背格好は僕より少し低いぐらい。どこか顔に瑞稀の面影があるのを見るに、この子が早希で間違い無いだろう。
「...? 何ですか?」
彼女、早希はドアから半身を乗り出して、こちらを探るような視線で問いかけてきた。
「君の、お姉さんの話なんだが」
そう言った途端に、早希の視線が険しくなるのを感じた。
「姉の?姉がどうかしましたか?」
「亡くなったお姉さんからの、手紙なんだよ」
そう言って僕は、鞄から葉書を取り出そうとする。
「姉の生前の、ということでしょうか?」
「いや、そうじゃなくて...」
何と説明するべきか。
「亡くなったお姉さんが、さっき書いた手紙なんだよ」
その言葉を聞いた早希が、こちらに興味を失うのを感じる。
「......ふざけてるんですか?」
「違う、そんな訳じゃーー」
「だったらなんでそんな、昔のことを引っ張り出してくるんですか?」
僕の言葉を遮り、早希は静かに、だが確かに怒りに体を震わせていた。瑞稀が死んだのは4〜5年前。「昔のこと」と言われればそれまでかもしれない。
「君のお姉さんが、それを望んでいたから」
僕にはそう、答えるしか無かった。
「そもそもあなた、誰なんですか」
そう言って彼女は、固くドアを閉めた。
「そうだよな」
ドアの前で立ち尽くしながら、僕はそんな言葉を零した。
「なあ瑞稀、僕にはーーー」
そう喋りかけようとしたその時、瑞稀が側にいなくなっていることに気づいた。代わりに、僕の周りには雨の音がただ、滴り続けていた。
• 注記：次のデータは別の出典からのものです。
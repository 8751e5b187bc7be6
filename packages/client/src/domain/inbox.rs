//! Contacts and conversations held by the client.
//!
//! Conversations are keyed by the peer's identity id. Incoming chat is filed
//! under its sender; local echoes are filed under the conversation they were
//! sent from.

use std::collections::BTreeMap;

use hiroba_server::infrastructure::dto::websocket::{ChatEventDto, UserDto};

/// メッセージの配送状態
#[derive(Debug, Clone, Copy, PartialEq, Eq)]
pub enum DeliveryStatus {
    /// 自分が送信したローカルエコー
    Sent,
    /// 相手から受信した
    Delivered,
    /// 既読にした
    Read,
}

#[derive(Debug, Clone, Copy, PartialEq, Eq)]
pub enum Presence {
    Online,
    Offline,
}

/// 連絡先（他のセッションの Identity）
#[derive(Debug, Clone, PartialEq, Eq)]
pub struct Contact {
    pub id: String,
    pub name: String,
    /// 最後にロスターで確認した時刻（ISO-8601）
    pub last_seen: String,
    pub presence: Presence,
}

impl Contact {
    fn online(user: UserDto, now: &str) -> Self {
        Self {
            id: user.id,
            name: user.name,
            last_seen: now.to_string(),
            presence: Presence::Online,
        }
    }
}

#[derive(Debug, Clone, PartialEq, Eq)]
pub struct ChatEntry {
    pub id: String,
    pub sender_id: String,
    pub sender_name: String,
    pub content: String,
    /// ISO-8601
    pub timestamp: String,
    pub status: DeliveryStatus,
}

#[derive(Debug, Clone, PartialEq, Eq)]
pub struct Conversation {
    pub contact: Contact,
    pub messages: Vec<ChatEntry>,
    pub unread_count: usize,
}

impl Conversation {
    fn new(contact: Contact) -> Self {
        Self {
            contact,
            messages: Vec::new(),
            unread_count: 0,
        }
    }
}

/// 連絡先と会話の一覧
#[derive(Debug, Clone, Default)]
pub struct Inbox {
    me: Option<Contact>,
    contacts: Vec<Contact>,
    conversations: BTreeMap<String, Conversation>,
    active: Option<String>,
}

impl Inbox {
    pub fn new() -> Self {
        Self::default()
    }

    /// `init` で割り当てられた自分の Identity を記録する
    pub fn identify(&mut self, user: UserDto, now: &str) -> Contact {
        let me = Contact::online(user, now);
        self.me = Some(me.clone());
        me
    }

    /// ロスターで連絡先一覧を置き換える（自分自身は除外）
    ///
    /// ロスターから消えた相手との会話は残り、相手は Offline になる。
    pub fn replace_roster(&mut self, users: Vec<UserDto>, now: &str) -> &[Contact] {
        let my_id = self.me.as_ref().map(|me| me.id.clone());
        self.contacts = users
            .into_iter()
            .filter(|user| Some(&user.id) != my_id.as_ref())
            .map(|user| Contact::online(user, now))
            .collect();

        for conversation in self.conversations.values_mut() {
            match self
                .contacts
                .iter()
                .find(|contact| contact.id == conversation.contact.id)
            {
                Some(contact) => conversation.contact = contact.clone(),
                None => conversation.contact.presence = Presence::Offline,
            }
        }

        &self.contacts
    }

    /// 受信したチャットを送信者の会話に追加する
    ///
    /// 会話がアクティブでなければ未読数を 1 増やす。
    pub fn receive_chat(&mut self, chat: ChatEventDto, now: &str) -> ChatEntry {
        let is_active = self.active.as_deref() == Some(chat.sender_id.as_str());
        let entry = ChatEntry {
            id: uuid::Uuid::new_v4().to_string(),
            sender_id: chat.sender_id,
            sender_name: chat.sender_name,
            content: chat.content,
            timestamp: chat.timestamp,
            status: if is_active {
                DeliveryStatus::Read
            } else {
                DeliveryStatus::Delivered
            },
        };

        let conversation =
            self.upsert_conversation(&entry.sender_id, &entry.sender_name, Presence::Online, now);
        conversation.messages.push(entry.clone());
        if !is_active {
            conversation.unread_count += 1;
        }

        entry
    }

    /// 送信したチャットのローカルエコーを記録する
    pub fn record_sent(&mut self, contact_id: &str, content: &str, timestamp: &str) -> ChatEntry {
        let (sender_id, sender_name) = self
            .me
            .as_ref()
            .map(|me| (me.id.clone(), me.name.clone()))
            .unwrap_or_default();
        let entry = ChatEntry {
            id: uuid::Uuid::new_v4().to_string(),
            sender_id,
            sender_name,
            content: content.to_string(),
            timestamp: timestamp.to_string(),
            status: DeliveryStatus::Sent,
        };

        // ロスターに居ない相手: 次のロスター更新までは ID を表示名とし Offline 扱い
        let conversation =
            self.upsert_conversation(contact_id, contact_id, Presence::Offline, timestamp);
        conversation.messages.push(entry.clone());

        entry
    }

    /// アクティブな会話を切り替える
    ///
    /// 新しくアクティブになった会話は既読になり、未読数は 0 になる。
    pub fn set_active(&mut self, contact_id: Option<String>) {
        if let Some(id) = &contact_id {
            self.mark_as_read(id);
        }
        self.active = contact_id;
    }

    /// 会話を既読にする（存在しなければ `false`）
    pub fn mark_as_read(&mut self, contact_id: &str) -> bool {
        let Some(conversation) = self.conversations.get_mut(contact_id) else {
            return false;
        };
        conversation.unread_count = 0;
        for message in conversation
            .messages
            .iter_mut()
            .filter(|message| message.sender_id == contact_id)
        {
            message.status = DeliveryStatus::Read;
        }
        true
    }

    pub fn me(&self) -> Option<&Contact> {
        self.me.as_ref()
    }

    pub fn contacts(&self) -> &[Contact] {
        &self.contacts
    }

    pub fn conversation(&self, contact_id: &str) -> Option<&Conversation> {
        self.conversations.get(contact_id)
    }

    pub fn conversations(&self) -> impl Iterator<Item = &Conversation> {
        self.conversations.values()
    }

    pub fn active(&self) -> Option<&str> {
        self.active.as_deref()
    }

    pub fn unread_count(&self, contact_id: &str) -> usize {
        self.conversations
            .get(contact_id)
            .map_or(0, |conversation| conversation.unread_count)
    }

    pub fn total_unread(&self) -> usize {
        self.conversations
            .values()
            .map(|conversation| conversation.unread_count)
            .sum()
    }

    fn upsert_conversation(
        &mut self,
        contact_id: &str,
        fallback_name: &str,
        fallback_presence: Presence,
        now: &str,
    ) -> &mut Conversation {
        let known = self
            .contacts
            .iter()
            .find(|contact| contact.id == contact_id)
            .cloned();
        self.conversations
            .entry(contact_id.to_string())
            .or_insert_with(|| {
                Conversation::new(known.unwrap_or_else(|| Contact {
                    id: contact_id.to_string(),
                    name: fallback_name.to_string(),
                    last_seen: now.to_string(),
                    presence: fallback_presence,
                }))
            })
    }
}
ぽつ。ぽつ。ぽつ、僕の頭を、愉快そうに叩いてみせる。ああ、畜生。
「何で、だよ......」
元々何の関係も無かった。意味なんて無かった。
「何で、いなくなるんだよ」
助けようと思っていたその人を、あろうことか憎もうとしている自分自身に気づいてしまう。涙で滲んでいく視界を、徒に擦る。
「帰るか」
最後にあいつの墓に寄って、それで全部終わりにしよう。そう、自分勝手に決めて、僕は踵を返した。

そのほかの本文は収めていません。